Ocoy menyatakan bahwa dirinya tidak mengetahui identitas pemilik dari amplop dengan kode nomor 1 tersebut.

"Baik, kemudian izin, majelis, kami tegaskan yang Sales 2, 1 adalah Dirjen Bea Cukai. Nilainya 213.600 dolar Singapura. Itu kami yang menegaskan, kami, karena kami yang punya bukti ini. 1, 2, 1, 2, 3 memahami? Maksudnya kode-kode itu memahami?" tanya Takdir

"Nomor 1 saya tidak tahu, Pak. Nomor 2 saya tahu, nomor 3 saya tahu, Pak," jawan Ocoy.

Jaksa Takdir berikutnya menanyakan pihak yang memberikan amplop tersebut kepada para pemilik dari masing-masing kode.

Ocoy menerangkan bahwa dirinya tidak mengetahui identitas pemberinya.

"Kalau untuk yang kode-kode yang lain ini apakah juga lewat saksi atau sepengetahuan saksi lewat mereka langsung? Dikasih oleh Pak John atau lewat Pak Deddy maupun Pak Andri?" tanya jaksa Takdir.
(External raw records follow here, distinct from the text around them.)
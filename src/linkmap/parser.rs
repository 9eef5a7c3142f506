// Mon Oct 19 2026 - Alex

use crate::linkmap::{EligibilityFilter, LinkMap, LinkMapError, ObjectFile, Symbol};
use std::fs::File;
use std::io::{BufRead, BufReader};
use std::path::Path;
use std::sync::Arc;

pub const OBJECT_FILES_MARKER: &str = "# Object files:";
pub const SECTIONS_MARKER: &str = "# Sections:";
pub const SYMBOLS_MARKER: &str = "# Symbols:";
pub const TEXT_SECTION_MARKER: &str = "__TEXT\t__text";

/// Sections of a link map, in the order the linker writes them.
#[derive(Debug, Clone, Copy, PartialEq, Eq, PartialOrd, Ord)]
pub enum Section {
    Preamble,
    ObjectFiles,
    Sections,
    Symbols,
}

impl Section {
    fn from_marker(line: &str) -> Option<Self> {
        if line.contains(SYMBOLS_MARKER) {
            Some(Section::Symbols)
        } else if line.contains(SECTIONS_MARKER) {
            Some(Section::Sections)
        } else if line.contains(OBJECT_FILES_MARKER) {
            Some(Section::ObjectFiles)
        } else {
            None
        }
    }
}

#[derive(Debug, Clone, Default, PartialEq, Eq)]
pub struct ParseStats {
    pub object_files: usize,
    pub symbol_lines: usize,
    pub recorded: usize,
    pub malformed: usize,
    pub filtered: usize,
    pub text_section_found: bool,
    pub terminated_early: bool,
}

pub struct LinkMapParser {
    filter: EligibilityFilter,
}

impl LinkMapParser {
    pub fn new(filter: EligibilityFilter) -> Self {
        Self { filter }
    }

    pub fn filter(&self) -> &EligibilityFilter {
        &self.filter
    }

    /// Parses link map text. Malformed lines are skipped, so this never fails.
    pub fn parse(&self, text: &str) -> LinkMap {
        self.parse_with_stats(text).0
    }

    pub fn parse_with_stats(&self, text: &str) -> (LinkMap, ParseStats) {
        let mut state = ParseState::new(&self.filter);
        for line in text.lines() {
            if !state.feed(line) {
                break;
            }
        }
        state.finish()
    }

    pub fn parse_reader<R: BufRead>(&self, mut reader: R) -> Result<(LinkMap, ParseStats), LinkMapError> {
        let mut state = ParseState::new(&self.filter);
        let mut buf = Vec::new();

        loop {
            buf.clear();
            if reader.read_until(b'\n', &mut buf)? == 0 {
                break;
            }
            let line = String::from_utf8_lossy(&buf);
            let line = line.trim_end_matches(['\n', '\r']);
            if !state.feed(line) {
                break;
            }
        }

        Ok(state.finish())
    }

    pub fn parse_file<P: AsRef<Path>>(&self, path: P) -> Result<(LinkMap, ParseStats), LinkMapError> {
        let path = path.as_ref();
        if !path.exists() {
            return Err(LinkMapError::NotFound(path.to_path_buf()));
        }

        let file = File::open(path)?;
        log::debug!("Parsing link map {:?}", path);
        self.parse_reader(BufReader::new(file))
    }
}

impl Default for LinkMapParser {
    fn default() -> Self {
        Self::new(EligibilityFilter::default())
    }
}

struct ParseState<'a> {
    filter: &'a EligibilityFilter,
    section: Section,
    objects: Vec<Arc<ObjectFile>>,
    map: LinkMap,
    stats: ParseStats,
}

impl<'a> ParseState<'a> {
    fn new(filter: &'a EligibilityFilter) -> Self {
        Self {
            filter,
            section: Section::Preamble,
            objects: Vec::new(),
            map: LinkMap::default(),
            stats: ParseStats::default(),
        }
    }

    /// Returns `false` once the symbol scan has left the text section.
    fn feed(&mut self, line: &str) -> bool {
        if let Some(next) = Section::from_marker(line) {
            if next > self.section {
                log::trace!("Entering {:?}", next);
                self.section = next;
                return true;
            }
        }

        match self.section {
            Section::Preamble => true,
            Section::ObjectFiles => {
                self.object_line(line);
                true
            }
            Section::Sections => {
                self.section_line(line);
                true
            }
            Section::Symbols => self.symbol_line(line),
        }
    }

    fn object_line(&mut self, line: &str) {
        let Some(close) = line.find(']') else {
            return;
        };

        let index = line
            .get(..close)
            .and_then(|head| head.strip_prefix('['))
            .and_then(|digits| digits.trim().parse::<usize>().ok());
        if index != Some(self.objects.len()) {
            log::debug!("Object file index {:?} out of sequence, expected {}", index, self.objects.len());
        }

        let descriptor = line[close + 1..].trim_start();
        self.objects.push(Arc::new(ObjectFile::from_descriptor(descriptor)));
        self.stats.object_files += 1;
    }

    fn section_line(&mut self, line: &str) {
        if self.stats.text_section_found || !line.contains(TEXT_SECTION_MARKER) {
            return;
        }

        let fields: Vec<&str> = line.splitn(3, '\t').collect();
        if fields.len() != 3 {
            return;
        }

        let start = parse_hex(fields[0]).unwrap_or(0);
        let size = parse_hex(fields[1]).unwrap_or(0);
        log::debug!("Text section at 0x{:x} (0x{:x} bytes)", start, size);
        self.map = LinkMap::new(start, size);
        self.stats.text_section_found = true;
    }

    fn symbol_line(&mut self, line: &str) -> bool {
        if !line.starts_with("0x") {
            return true;
        }

        let fields: Vec<&str> = line.splitn(3, '\t').collect();
        if fields.len() != 3 {
            self.stats.malformed += 1;
            return true;
        }
        self.stats.symbol_lines += 1;

        let Some(address) = parse_hex(fields[0]) else {
            log::debug!("Skipping symbol line with bad address: {}", line);
            self.stats.malformed += 1;
            return true;
        };

        let size = parse_hex(fields[1]).unwrap_or(0);
        let (object_index, name) = split_descriptor(fields[2]);

        let Some(object) = self.objects.get(object_index) else {
            log::debug!("Symbol {} references unknown object [{}]", name, object_index);
            self.stats.malformed += 1;
            return true;
        };

        let symbol = Symbol::new(name, object.clone());
        if size == 0 || !self.filter.is_eligible(&symbol) {
            self.stats.filtered += 1;
            return true;
        }

        // Only a recordable symbol outside __text ends the scan.
        if !self.map.contains_address(address) {
            log::debug!("Symbol scan left the text section at 0x{:x}", address);
            self.stats.terminated_early = true;
            return false;
        }

        if self.map.insert(address, symbol) {
            self.stats.recorded += 1;
        }
        true
    }

    fn finish(self) -> (LinkMap, ParseStats) {
        if !self.stats.text_section_found {
            log::warn!("No __TEXT,__text section found in link map");
        }
        log::info!(
            "Parsed link map: {} objects, {} symbols recorded, {} filtered, {} malformed",
            self.stats.object_files,
            self.map.len(),
            self.stats.filtered,
            self.stats.malformed
        );
        (self.map, self.stats)
    }
}

/// Splits `[  3] _name` into `(3, "_name")`. A missing or unreadable index means object 0.
fn split_descriptor(descriptor: &str) -> (usize, &str) {
    if let Some(rest) = descriptor.strip_prefix('[') {
        if let Some(end) = rest.find("] ") {
            let index = rest[..end].trim().parse().unwrap_or(0);
            return (index, &rest[end + 2..]);
        }
    }
    (0, descriptor)
}

fn parse_hex(field: &str) -> Option<u64> {
    let digits = field.trim().strip_prefix("0x")?;
    u64::from_str_radix(digits, 16).ok()
}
"Saya tidak tahu, Pak," ujar Ocoy.

Dalam kasus ini, JPU KPK mendakwa tiga orang dari unsur pimpinan Blueray Cargo atas perkara suap terkait importasi barang pada Direktorat Jenderal Bea Cukai (DJBC).

Ketiga terdakwa tersebut yakni terdakwa I John Field selaku pimpinan Blueray Cargo, terdakwa II Deddy Kurniawan Sukolo selaku Manajer Operasional Blueray Cargo, dan terdakwa III Andri selaku ketua tim dokumen Blueray Cargo.

Jaksa KPK menjelaskan bahwa ketiganya memberikan uang senilai Rp 61,3 miliar dengan menggunakan mata uang dolar Singapura.

Selain uang tunai, jaksa memaparkan bahwa ketiganya juga didakwa memberikan sejumlah fasilitas serta barang-barang mewah yang nilainya menyentuh Rp 1,8 miliar.